“Olá, desaparecida!”

“Olá, desaparecida!”, disseste-me tu da forma mais natural do mundo quando me reencontraste no metro. Não podias ser tu. Não outra vez. Porque tu para mim não és (nem nunca foste) só tu, mas sim a representação corpórea de um misto de sentimentos, bons e maus, mas sobretudo intensos e descontrolados. Mais importante do que tudo, tu és passado. Ou eras. Sei lá. Passou tanto tempo que ainda sei menos do que sabia antes. Que confusão de palavras. Só tu e eu as percebemos, não é verdade?

Mas ninguém o vai dizer. Entre as tuas piadas com segundas e terceiras intenções e os meus olhares nada inocentes, ninguém vai falar na saudade, ninguém vai falar no desejo, ninguém vai falar nos suspiros que se escondem a todo o custo. Porque passado é passado e é lá que deve ficar. Ou não? Bem, a verdade é que é óbvio que só as recordações das nossas noites de segunda, terça, quarta, quinta, sexta, sábado e domingo me dão arrepios da ponta dos pés à ponta dos cabelos. E tu também nunca me conseguiste mentir.
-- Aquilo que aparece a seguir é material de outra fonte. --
//! Bucket storage shared by the windowed aggregators
//!
//! A `BucketMap` folds many observations into a bounded set of buckets
//! keyed by a derived dimension. It is not synchronized; each aggregator
//! wraps its map in a single lock.

use chrono::{DateTime, Duration, Utc};
use std::collections::{HashMap, HashSet};

/// Idle time after which a bucket is reclaimed: two full windows, so a
/// bucket survives one missed cleanup tick.
pub fn retention(window: std::time::Duration) -> Duration {
    Duration::from_std(window.saturating_mul(2)).unwrap_or_else(|_| Duration::days(365_000))
}

/// One aggregation unit
#[derive(Debug, Clone)]
pub struct Bucket<D> {
    /// Label dimensions this bucket was created with
    pub dims: D,
    pub count: u64,
    /// Distinct contributing identities
    pub members: HashSet<String>,
    pub first_seen: DateTime<Utc>,
    pub last_seen: DateTime<Utc>,
    /// Monotonic touch sequence; orders updates that share a timestamp
    touched: u64,
}

impl<D> Bucket<D> {
    fn new(dims: D, now: DateTime<Utc>, touched: u64) -> Self {
        Self {
            dims,
            count: 0,
            members: HashSet::new(),
            first_seen: now,
            last_seen: now,
            touched,
        }
    }
}

/// Result of folding one observation into the map
#[derive(Debug, Default, PartialEq, Eq)]
pub struct Contribution {
    /// True if the observation created a new bucket
    pub created: bool,
    /// Key of the bucket dropped to make room, if any
    pub evicted: Option<String>,
}

/// Keyed buckets with optional capacity bound
#[derive(Debug)]
pub struct BucketMap<D> {
    buckets: HashMap<String, Bucket<D>>,
    capacity: Option<usize>,
    seq: u64,
}

impl<D> Default for BucketMap<D> {
    fn default() -> Self {
        Self::new()
    }
}

impl<D> BucketMap<D> {
    /// An unbounded map
    pub fn new() -> Self {
        Self {
            buckets: HashMap::new(),
            capacity: None,
            seq: 0,
        }
    }

    /// A map holding at most `capacity` buckets. Zero is treated as one.
    pub fn with_capacity_limit(capacity: usize) -> Self {
        Self {
            capacity: Some(capacity.max(1)),
            ..Self::new()
        }
    }

    pub fn capacity(&self) -> Option<usize> {
        self.capacity
    }

    /// Add `member` to the bucket at `key`. The count becomes the number of
    /// distinct members, so re-adding the same member only refreshes
    /// `last_seen`.
    pub fn add_member(
        &mut self,
        key: &str,
        dims: impl FnOnce() -> D,
        member: &str,
        now: DateTime<Utc>,
    ) -> Contribution {
        let (bucket, contribution) = self.touch(key, dims, now);
        bucket.members.insert(member.to_string());
        bucket.count = bucket.members.len() as u64;
        contribution
    }

    /// Add `occurrences` to the bucket at `key`, recording `member` when
    /// it is non-empty. Zero occurrences only refresh an existing bucket and
    /// never create or evict one.
    pub fn add_occurrences(
        &mut self,
        key: &str,
        dims: impl FnOnce() -> D,
        member: &str,
        occurrences: u64,
        now: DateTime<Utc>,
    ) -> Contribution {
        if occurrences == 0 {
            self.refresh(key, member, now);
            return Contribution::default();
        }

        let (bucket, contribution) = self.touch(key, dims, now);
        if !member.is_empty() {
            bucket.members.insert(member.to_string());
        }
        bucket.count += occurrences;
        contribution
    }

    /// Mark an existing bucket updated without changing its count.
    ///
    /// Returns false if there is no bucket at `key`.
    pub fn refresh(&mut self, key: &str, member: &str, now: DateTime<Utc>) -> bool {
        self.seq += 1;
        let Some(bucket) = self.buckets.get_mut(key) else {
            return false;
        };

        if !member.is_empty() {
            bucket.members.insert(member.to_string());
        }
        bucket.last_seen = now;
        bucket.touched = self.seq;
        true
    }

    /// Remove `member` from the bucket at `key`. The count is recomputed
    /// from the member set and an empty bucket is deleted.
    ///
    /// Returns true if the bucket was deleted.
    pub fn remove_member(&mut self, key: &str, member: &str) -> bool {
        let Some(bucket) = self.buckets.get_mut(key) else {
            return false;
        };

        bucket.members.remove(member);
        bucket.count = bucket.members.len() as u64;
        if bucket.members.is_empty() {
            self.buckets.remove(key);
            return true;
        }
        false
    }

    /// Delete every bucket idle for longer than `max_idle`.
    ///
    /// A bucket last seen exactly `max_idle` ago is kept.
    pub fn cleanup(&mut self, now: DateTime<Utc>, max_idle: Duration) -> Vec<String> {
        let threshold = now - max_idle;
        let expired: Vec<String> = self
            .buckets
            .iter()
            .filter(|(_, bucket)| bucket.last_seen < threshold)
            .map(|(key, _)| key.clone())
            .collect();

        for key in &expired {
            self.buckets.remove(key);
        }
        expired
    }

    /// Drop the least recently updated bucket
    pub fn evict_oldest(&mut self) -> Option<String> {
        let oldest = self
            .buckets
            .iter()
            .min_by_key(|(_, bucket)| (bucket.last_seen, bucket.touched))
            .map(|(key, _)| key.clone())?;

        self.buckets.remove(&oldest);
        Some(oldest)
    }

    pub fn get(&self, key: &str) -> Option<&Bucket<D>> {
        self.buckets.get(key)
    }

    pub fn contains(&self, key: &str) -> bool {
        self.buckets.contains_key(key)
    }

    pub fn iter(&self) -> impl Iterator<Item = (&String, &Bucket<D>)> {
        self.buckets.iter()
    }

    pub fn len(&self) -> usize {
        self.buckets.len()
    }

    pub fn is_empty(&self) -> bool {
        self.buckets.is_empty()
    }

    /// Find or create the bucket at `key` and mark it updated. Capacity is
    /// enforced only when a new key is inserted.
    fn touch(
        &mut self,
        key: &str,
        dims: impl FnOnce() -> D,
        now: DateTime<Utc>,
    ) -> (&mut Bucket<D>, Contribution) {
        self.seq += 1;
        let seq = self.seq;
        let mut contribution = Contribution::default();

        let at_capacity = self
            .capacity
            .is_some_and(|capacity| self.buckets.len() >= capacity);
        if at_capacity && !self.buckets.contains_key(key) {
            contribution.evicted = self.evict_oldest();
        }

        let bucket = self.buckets.entry(key.to_string()).or_insert_with(|| {
            contribution.created = true;
            Bucket::new(dims(), now, seq)
        });
        bucket.last_seen = now;
        bucket.touched = seq;
        (bucket, contribution)
    }
}
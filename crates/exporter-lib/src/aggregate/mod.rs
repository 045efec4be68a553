//! Windowed aggregation for high-churn objects
//!
//! Where exact per-object retention is undesirable, observations fold into
//! coarse buckets that keep first/last-seen timestamps and are reclaimed on
//! a timer or, for events, by a hard capacity bound.

pub mod cleanup;
pub mod clock;
pub mod event;
pub mod pod;
pub mod window;


pub use cleanup::{CleanupLoop, WindowCleanup};
pub use clock::{Clock, ManualClock, SystemClock};
pub use event::{
    AggregatedEvents, EventAggregator, EventCollector, EventCollectorConfig, EventDims,
};
pub use pod::{
    is_pod_abnormal, AbnormalPod, AggregatedPods, PodAggregator, PodAggregatorConfig,
    PodCollector, PodCollectorConfig, PodDims,
};
pub use window::{Bucket, BucketMap, Contribution};

use serde::de::DeserializeOwned;
use serde_json::Value;
use tracing::warn;

/// Decode a watched object into its typed form, logging objects that do
/// not fit.
fn decode<T: DeserializeOwned>(collector: &str, obj: &Value) -> Option<T> {
    match T::deserialize(obj) {
        Ok(typed) => Some(typed),
        Err(e) => {
            warn!(
                collector = %collector,
                error = %e,
                "Ignoring object that does not decode"
            );
            None
        }
    }
}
Ou melhor, os teus olhos nunca me conseguiram mentir.

O problema é só um: nós fomos tão imperfeitamente perfeitos juntos, mas nem todo o infinito deve durar para sempre. Há infinitos que se realmente o forem acabam por nos consumir mais do que nos acrescentar. Tens razão, tenho estado desaparecida, mas só de ti e por mim.